EXERCISE DIRECTIONS: Only the lines that include "DeviceRecord" should be copied from the data below.

PROVIDED INFORMATION:
::::::::::
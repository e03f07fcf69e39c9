//! Demographics ⇄ [`DemographicsRecord`].

use common::DemographicsRecord;
use tracing::{debug, instrument};

use super::{open_int, open_str, seal_int, seal_str, FieldError};
use crate::crypto::Encryptor;
use crate::model::{
    City, DemographicsView, Gender, HouseholdSize, Occupation, UserDemographics, YearOfBirth,
};

/// Encrypt every present attribute of `demographics`.
///
/// Gender, occupation, year of birth and household size are encrypted as
/// integers; city and prefecture as strings. Nothing is persisted here, so a
/// failure leaves no partial state; callers that write the record together
/// with other rows own the transaction.
///
/// # Errors
///
/// Returns the first [`FieldError::Encrypt`] encountered.
#[instrument(skip_all, fields(user_demographics_id = %demographics.id))]
pub fn encrypt_demographics<E: Encryptor + ?Sized>(
    encryptor: &E,
    demographics: &UserDemographics,
) -> Result<DemographicsRecord, FieldError> {
    Ok(DemographicsRecord {
        user_demographics_id: demographics.id,
        user_id: demographics.user_id,
        year_of_birth: seal_int(
            encryptor,
            "year_of_birth",
            demographics.year_of_birth.map(|y| i64::from(y.get())),
        )?,
        gender: seal_int(encryptor, "gender", demographics.gender.map(Gender::code))?,
        city: seal_str(encryptor, "city", demographics.city.as_ref().map(City::as_str))?,
        prefecture: seal_str(encryptor, "prefecture", demographics.prefecture.as_deref())?,
        occupation: seal_int(
            encryptor,
            "occupation",
            demographics.occupation.map(Occupation::code),
        )?,
        household_size: seal_int(
            encryptor,
            "household_size",
            demographics.household_size.map(|h| i64::from(h.get())),
        )?,
    })
}

/// Decrypt every populated attribute of `record`.
///
/// An absent column maps to an absent attribute. A decrypted value outside the
/// attribute's domain (e.g. an unknown gender code) also maps to absent.
///
/// # Errors
///
/// Returns [`FieldError::Decrypt`] for the first populated column that fails
/// to decrypt; no partially decrypted object is returned.
#[instrument(skip_all, fields(user_demographics_id = %record.user_demographics_id))]
pub fn decrypt_demographics<E: Encryptor + ?Sized>(
    decryptor: &E,
    record: &DemographicsRecord,
) -> Result<UserDemographics, FieldError> {
    let year_of_birth = open_int(decryptor, "year_of_birth", record.year_of_birth.as_ref())?;
    let gender = open_int(decryptor, "gender", record.gender.as_ref())?;
    let city = open_str(decryptor, "city", record.city.as_ref())?;
    let prefecture = open_str(decryptor, "prefecture", record.prefecture.as_ref())?;
    let occupation = open_int(decryptor, "occupation", record.occupation.as_ref())?;
    let household_size = open_int(decryptor, "household_size", record.household_size.as_ref())?;

    let mut demographics = UserDemographics::new(record.user_demographics_id, record.user_id);
    demographics.year_of_birth = in_domain("year_of_birth", year_of_birth, |v| {
        i32::try_from(v).ok().and_then(YearOfBirth::new)
    });
    demographics.gender = in_domain("gender", gender, Gender::from_code);
    demographics.city = city.and_then(City::new);
    demographics.prefecture = prefecture;
    demographics.occupation = in_domain("occupation", occupation, Occupation::from_code);
    demographics.household_size = in_domain("household_size", household_size, HouseholdSize::new);
    Ok(demographics)
}

/// Decrypt `record` straight into its numeric [`DemographicsView`].
///
/// # Errors
///
/// As [`decrypt_demographics`].
pub fn decrypt_demographics_view<E: Encryptor + ?Sized>(
    decryptor: &E,
    record: &DemographicsRecord,
) -> Result<DemographicsView, FieldError> {
    decrypt_demographics(decryptor, record).map(|d| d.view())
}

fn in_domain<T>(
    field: &'static str,
    raw: Option<i64>,
    build: impl FnOnce(i64) -> Option<T>,
) -> Option<T> {
    let value = raw.and_then(build);
    if raw.is_some() && value.is_none() {
        debug!(field, "decrypted value outside domain; treating as absent");
    }
    value
}
use anyhow::{Context, Result};
use opentelemetry::KeyValue;
use opentelemetry_otlp::WithExportConfig;
use opentelemetry_sdk::{runtime, trace::Tracer, Resource};
use opentelemetry_semantic_conventions::resource::{SERVICE_NAME, SERVICE_VERSION};
use tracing_subscriber::{layer::SubscriberExt, util::SubscriberInitExt, EnvFilter};

const SERVICE: &str = "envelope-migrate";

/// Initialise the global tracing subscriber.
///
/// Events go to stderr as JSON, filtered by `RUST_LOG` when set and by
/// `log_level` otherwise. With `otlp_endpoint` set, spans are also batched to
/// that collector.
///
/// # Errors
///
/// Returns an error if the OTLP pipeline cannot be installed or a subscriber
/// has already been set.
pub fn init(otlp_endpoint: Option<&str>, log_level: &str) -> Result<()> {
    let export = otlp_endpoint
        .map(otlp_tracer)
        .transpose()?
        .map(|tracer| tracing_opentelemetry::layer().with_tracer(tracer));

    let filter = EnvFilter::try_from_default_env().unwrap_or_else(|_| EnvFilter::new(log_level));
    let json_stderr = tracing_subscriber::fmt::layer()
        .json()
        .with_writer(std::io::stderr);

    tracing_subscriber::registry()
        .with(filter)
        .with(json_stderr)
        .with(export)
        .try_init()
        .context("failed to initialise envelope-migrate tracing subscriber")
}

/// Flush batched spans before exit. Harmless when export is disabled.
pub fn shutdown() {
    opentelemetry::global::shutdown_tracer_provider();
}

fn otlp_tracer(endpoint: &str) -> Result<Tracer> {
    let exporter = opentelemetry_otlp::new_exporter()
        .tonic()
        .with_endpoint(endpoint);
    let trace_config = opentelemetry_sdk::trace::Config::default().with_resource(resource());

    opentelemetry_otlp::new_pipeline()
        .tracing()
        .with_exporter(exporter)
        .with_trace_config(trace_config)
        .install_batch(runtime::Tokio)
        .with_context(|| format!("failed to install OTLP span exporter for {endpoint}"))
}

fn resource() -> Resource {
    Resource::new([
        KeyValue::new(SERVICE_NAME, SERVICE),
        KeyValue::new(SERVICE_VERSION, env!("CARGO_PKG_VERSION")),
    ])
}

#[cfg(test)]
mod tests {
    use super::*;
    use opentelemetry::{Key, Value};

    #[test]
    fn resource_names_the_tool() {
        let resource = resource();
        assert_eq!(
            resource.get(Key::from_static_str(SERVICE_NAME)),
            Some(Value::from(SERVICE))
        );
        assert_eq!(
            resource.get(Key::from_static_str(SERVICE_VERSION)),
            Some(Value::from(env!("CARGO_PKG_VERSION")))
        );
    }
}
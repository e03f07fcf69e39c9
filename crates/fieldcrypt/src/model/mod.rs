//! Domain value objects carrying PII in plaintext.
//!
//! These types never reach storage directly; [`crate::mapper`] converts them
//! to and from the encrypted records in [`common::record`].

pub mod demographics;
pub mod device;

pub use demographics::{
    City, DemographicsView, Gender, HouseholdSize, Occupation, UserDemographics, YearOfBirth,
};
pub use device::{Device, Platform};

use thiserror::Error;

/// A string did not name a known value of a domain enumeration.
#[derive(Debug, Error, Clone, PartialEq, Eq)]
#[error("unrecognised {kind}: {value}")]
pub struct UnknownValue {
    pub kind: &'static str,
    pub value: String,
}

impl UnknownValue {
    pub(crate) fn new(kind: &'static str, value: &str) -> Self {
        Self {
            kind,
            value: value.to_owned(),
        }
    }
}
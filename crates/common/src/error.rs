//! Common error types shared across crates.

use thiserror::Error;

/// Top-level service error type.
///
/// Variants map to HTTP status codes returned to callers:
/// - [`ServiceError::BadRequest`] → 400
/// - [`ServiceError::NotFound`] → 404
/// - [`ServiceError::Internal`] → 500
///
/// Crypto-layer failures always become [`ServiceError::Internal`] with a
/// generic message. The reason a ciphertext was rejected is never echoed back
/// to an external caller.
#[derive(Debug, Error)]
pub enum ServiceError {
    /// The request was malformed.
    #[error("bad request: {0}")]
    BadRequest(String),

    /// The requested entity does not exist.
    #[error("not found: {0}")]
    NotFound(String),

    /// An unexpected internal error occurred.
    #[error("internal error: {0}")]
    Internal(String),
}

impl ServiceError {
    /// The generic internal error used for every encryption/decryption failure.
    pub fn internal() -> Self {
        ServiceError::Internal("internal error".into())
    }

    /// Returns the HTTP status code that should be sent for this error.
    pub fn http_status(&self) -> u16 {
        match self {
            ServiceError::BadRequest(_) => 400,
            ServiceError::NotFound(_) => 404,
            ServiceError::Internal(_) => 500,
        }
    }
}

#[cfg(test)]
mod tests {
    use super::*;

    #[test]
    fn http_status_codes() {
        assert_eq!(ServiceError::BadRequest("x".into()).http_status(), 400);
        assert_eq!(ServiceError::NotFound("x".into()).http_status(), 404);
        assert_eq!(ServiceError::Internal("x".into()).http_status(), 500);
        assert_eq!(ServiceError::internal().http_status(), 500);
    }

    #[test]
    fn display_includes_message() {
        let e = ServiceError::NotFound("device".into());
        assert!(e.to_string().contains("device"));
    }
}
//! Re-encryption of stored envelopes under a new engine or key.

use tracing::instrument;
use zeroize::Zeroizing;

use crate::crypto::{encryptor_for_ciphertext, Encryptor, Result};

/// Decrypt `envelope` with `source` and encrypt the plaintext with `target`.
///
/// The intermediate plaintext is zeroized when it goes out of scope, on
/// success and on failure alike.
///
/// # Errors
///
/// Any decryption error from `source` or encryption error from `target`.
pub fn reencrypt<S, T>(source: &S, target: &T, envelope: &str) -> Result<String>
where
    S: Encryptor + ?Sized,
    T: Encryptor + ?Sized,
{
    let plaintext = Zeroizing::new(source.decrypt_bytes(envelope)?);
    target.encrypt_bytes(&plaintext)
}

/// Like [`reencrypt`], picking the source engine from the envelope itself.
///
/// # Errors
///
/// As [`encryptor_for_ciphertext`] and [`reencrypt`].
#[instrument(skip_all)]
pub fn reencrypt_detected<T>(source_key: &[u8], target: &T, envelope: &str) -> Result<String>
where
    T: Encryptor + ?Sized,
{
    let source = encryptor_for_ciphertext(envelope, source_key)?;
    reencrypt(&source, target, envelope)
}
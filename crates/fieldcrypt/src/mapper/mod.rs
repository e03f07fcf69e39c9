//! Conversion between domain objects and their encrypted storage records.
//!
//! Each present PII attribute is encrypted into its own envelope; an absent
//! attribute stays `None` in storage. Single-record conversions fail on the
//! first field that cannot be encrypted or decrypted and name that field in
//! the error. Mappers perform no I/O.

pub mod demographics;
pub mod device;

pub use demographics::{decrypt_demographics, decrypt_demographics_view, encrypt_demographics};
pub use device::{decrypt_device, encrypt_device};

use common::EncryptedField;
use thiserror::Error;

use crate::crypto::{CryptoError, Encryptor};

/// A single attribute failed to convert.
#[derive(Debug, Error, Clone, PartialEq, Eq)]
pub enum FieldError {
    #[error("failed to encrypt {field}")]
    Encrypt {
        field: &'static str,
        #[source]
        source: CryptoError,
    },

    #[error("failed to decrypt {field}")]
    Decrypt {
        field: &'static str,
        #[source]
        source: CryptoError,
    },
}

impl FieldError {
    /// The attribute that failed.
    pub fn field(&self) -> &'static str {
        match self {
            FieldError::Encrypt { field, .. } | FieldError::Decrypt { field, .. } => field,
        }
    }

    /// Kind of the underlying failure, safe to log.
    pub fn kind(&self) -> &'static str {
        match self {
            FieldError::Encrypt { source, .. } | FieldError::Decrypt { source, .. } => {
                source.kind()
            }
        }
    }
}

fn seal_int<E: Encryptor + ?Sized>(
    encryptor: &E,
    field: &'static str,
    value: Option<i64>,
) -> Result<Option<EncryptedField>, FieldError> {
    value
        .map(|v| {
            encryptor
                .encrypt_int(v)
                .map(EncryptedField::from)
                .map_err(|source| FieldError::Encrypt { field, source })
        })
        .transpose()
}

fn seal_str<E: Encryptor + ?Sized>(
    encryptor: &E,
    field: &'static str,
    value: Option<&str>,
) -> Result<Option<EncryptedField>, FieldError> {
    value
        .map(|v| {
            encryptor
                .encrypt_string(v)
                .map(EncryptedField::from)
                .map_err(|source| FieldError::Encrypt { field, source })
        })
        .transpose()
}

fn open_int<E: Encryptor + ?Sized>(
    decryptor: &E,
    field: &'static str,
    value: Option<&EncryptedField>,
) -> Result<Option<i64>, FieldError> {
    value
        .map(|v| {
            decryptor
                .decrypt_int(v.as_str())
                .map_err(|source| FieldError::Decrypt { field, source })
        })
        .transpose()
}

fn open_str<E: Encryptor + ?Sized>(
    decryptor: &E,
    field: &'static str,
    value: Option<&EncryptedField>,
) -> Result<Option<String>, FieldError> {
    value
        .map(|v| {
            decryptor
                .decrypt_string(v.as_str())
                .map_err(|source| FieldError::Decrypt { field, source })
        })
        .transpose()
}
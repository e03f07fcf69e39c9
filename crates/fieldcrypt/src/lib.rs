//! Versioned field-level encryption for personally identifiable data.
//!
//! Every sensitive attribute is stored as a self-describing envelope:
//!
//! ```text
//! <version>.<base64 ciphertext>.<base64 nonce or IV>
//! ```
//!
//! - [`crypto`] holds the envelope codec, the AES-GCM engine used for all new
//!   writes, the legacy AES-CBC engine kept for reading old rows, and the
//!   version dispatcher.
//! - [`mapper`] converts domain objects to and from their encrypted records.
//! - [`repository`] wraps a storage backend and applies the bulk-read policy.
//! - [`migrate`] re-encrypts stored envelopes.

pub mod config;
pub mod crypto;
pub mod key;
pub mod mapper;
pub mod migrate;
pub mod model;
pub mod repository;

pub use config::CryptoConfig;
pub use crypto::{
    encryptor_for_ciphertext, new_encryptor, AeadEngine, CryptoError, Encryptor, LegacyEngine,
    Version, VersionedEncryptor,
};
pub use key::SecretKey;
pub use mapper::FieldError;
pub use migrate::{reencrypt, reencrypt_detected};
pub use repository::{DeviceRepository, DeviceStore, MemoryDeviceStore, RepositoryError};
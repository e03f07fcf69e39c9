//! Device ⇄ [`DeviceRecord`]. Only the push token is encrypted.

use common::{DeviceRecord, EncryptedField};
use tracing::instrument;

use super::FieldError;
use crate::crypto::Encryptor;
use crate::model::{Device, Platform};

/// Encrypt the device token; copy every other attribute unchanged.
///
/// # Errors
///
/// [`FieldError::Encrypt`] naming `device_token`.
#[instrument(skip_all, fields(device_id = %device.id))]
pub fn encrypt_device<E: Encryptor + ?Sized>(
    encryptor: &E,
    device: &Device,
) -> Result<DeviceRecord, FieldError> {
    let device_token = encryptor
        .encrypt_string(&device.token)
        .map(EncryptedField::from)
        .map_err(|source| FieldError::Encrypt {
            field: "device_token",
            source,
        })?;

    Ok(DeviceRecord {
        device_id: device.id,
        user_id: device.user_id,
        device_token,
        platform: device.platform.as_str().to_owned(),
        enabled: device.enabled,
        device_name: device.device_name.clone(),
        app_version: device.app_version.clone(),
        os_version: device.os_version.clone(),
        last_active_at: device.last_active_at,
        created_at: device.created_at,
        updated_at: device.updated_at,
    })
}

/// Decrypt the device token of `record` and rebuild the domain device.
///
/// # Errors
///
/// [`FieldError::Decrypt`] naming `device_token` when the envelope cannot be
/// opened. Platform and the other metadata are passed through; an unrecognised
/// platform is kept as [`Platform::Other`].
#[instrument(skip_all, fields(device_id = %record.device_id))]
pub fn decrypt_device<E: Encryptor + ?Sized>(
    decryptor: &E,
    record: DeviceRecord,
) -> Result<Device, FieldError> {
    let token = decryptor
        .decrypt_string(record.device_token.as_str())
        .map_err(|source| FieldError::Decrypt {
            field: "device_token",
            source,
        })?;
    Ok(Device {
        id: record.device_id,
        user_id: record.user_id,
        token,
        platform: Platform::from(record.platform),
        device_name: record.device_name,
        app_version: record.app_version,
        os_version: record.os_version,
        enabled: record.enabled,
        last_active_at: record.last_active_at,
        created_at: record.created_at,
        updated_at: record.updated_at,
    })
}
::::::::::
THE ANSWER:
//! Device ⇄ [`DeviceRecord`]. Only the push token is encrypted.
use common::{DeviceRecord, EncryptedField};
) -> Result<DeviceRecord, FieldError> {
    Ok(DeviceRecord {
    record: DeviceRecord,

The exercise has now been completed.